12.3. ReorderBuffer Structure

Alpha Version: Work in progress.

A ReorderBuffer area is allocated for each walsender process. The size of this area is limited by the logical_decoding_work_mem configuration parameter (the default is 64MB).

The ReorderBuffer consists of the following three components:

Figure 12.11. ReorderBuffer Structure.

The central element of the ReorderBuffer structure is the by_txn hash table, which uses the transaction ID (txid) as its key. Each entry in this hash table is a ReorderBufferTXN structure, which stores metadata and the actual WAL data associated with each transaction.

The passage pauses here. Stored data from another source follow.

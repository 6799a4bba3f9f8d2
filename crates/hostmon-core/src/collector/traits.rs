//! Abstractions for filesystem access to enable testing and mocking.
//!
//! The `FileSystem` trait allows the collector to work with both the real
//! `/proc` filesystem on Linux and mock implementations for testing on other
//! platforms or in CI.

use std::io;
use std::path::{Path, PathBuf};

use crate::model::FsUsage;

/// Abstraction for filesystem operations.
pub trait FileSystem: Send + Sync {
    /// Reads the entire contents of a file as a string.
    fn read_to_string(&self, path: &Path) -> io::Result<String>;

    /// Checks if a path exists.
    fn exists(&self, path: &Path) -> bool;

    /// Lists entries in a directory.
    fn read_dir(&self, path: &Path) -> io::Result<Vec<PathBuf>>;

    /// Reports capacity usage of the filesystem mounted at `path`.
    fn fs_usage(&self, path: &Path) -> io::Result<FsUsage>;
}

/// Real filesystem implementation that delegates to `std::fs` and `statvfs`.
///
/// Use this in production to read from the actual `/proc` filesystem.
#[derive(Debug, Default, Clone, Copy)]
pub struct RealFs;

impl RealFs {
    /// Creates a new `RealFs` instance.
    pub fn new() -> Self {
        Self
    }
}

impl FileSystem for RealFs {
    fn read_to_string(&self, path: &Path) -> io::Result<String> {
        std::fs::read_to_string(path)
    }

    fn exists(&self, path: &Path) -> bool {
        path.exists()
    }

    fn read_dir(&self, path: &Path) -> io::Result<Vec<PathBuf>> {
        let entries = std::fs::read_dir(path)?;
        let mut paths = Vec::new();
        for entry in entries {
            paths.push(entry?.path());
        }
        Ok(paths)
    }

    #[cfg(unix)]
    fn fs_usage(&self, path: &Path) -> io::Result<FsUsage> {
        let stat = nix::sys::statvfs::statvfs(path)
            .map_err(|errno| io::Error::from_raw_os_error(errno as i32))?;
        let frsize = stat.fragment_size() as u64;
        Ok(FsUsage {
            total_bytes: frsize * stat.blocks() as u64,
            avail_bytes: frsize * stat.blocks_available() as u64,
        })
    }

    #[cfg(not(unix))]
    fn fs_usage(&self, _path: &Path) -> io::Result<FsUsage> {
        Err(io::Error::new(
            io::ErrorKind::Unsupported,
            "statvfs is only available on unix",
        ))
    }
}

Individual data modifications (such as INSERT, UPDATE, and DELETE) are represented by ReorderBufferChange structures. These are appended in LSN order to the changes doubly linked list within the corresponding ReorderBufferTXN.

12.3.1. ReorderBuffer

This structure maintains the primary context for logical decoding.

Item Type Description
by_txn HTAB_* A hash table mapping txids to ReorderBufferTXN entries. It functions as an index for rapidly retrieving active transactions.

12.3.2. ReorderBufferTXN

This structure manages the state of an individual transaction and its associated changes.

Item Type Description
first_lsn XLogRecPtr The LSN of the first change record belonging to this transaction. It is used to identify the starting point of the transaction.
final_lsn XLogRecPtr The LSN of the commit (or abort) record for this transaction.
origin_id RepOriginId The ID of the replication origin where this transaction was initially created.
origin_lsn XLogRecPtr The LSN of the commit record on the publisher where this transaction originated.
base_snapshot Snapshot The historic snapshot used for decoding the transaction. It ensures correct visibility during catalog scans by identifying which data was visible at the start of the transaction.
changes dlist_head A doubly linked list of ReorderBufferChange structures, storing individual data change records in LSN order. See the following subsection.

Note: While base_snapshot is essential for determining visibility immediately after slot creation or during catalog changes, it is omitted from subsequent discussions to focus on the steady-state data flow.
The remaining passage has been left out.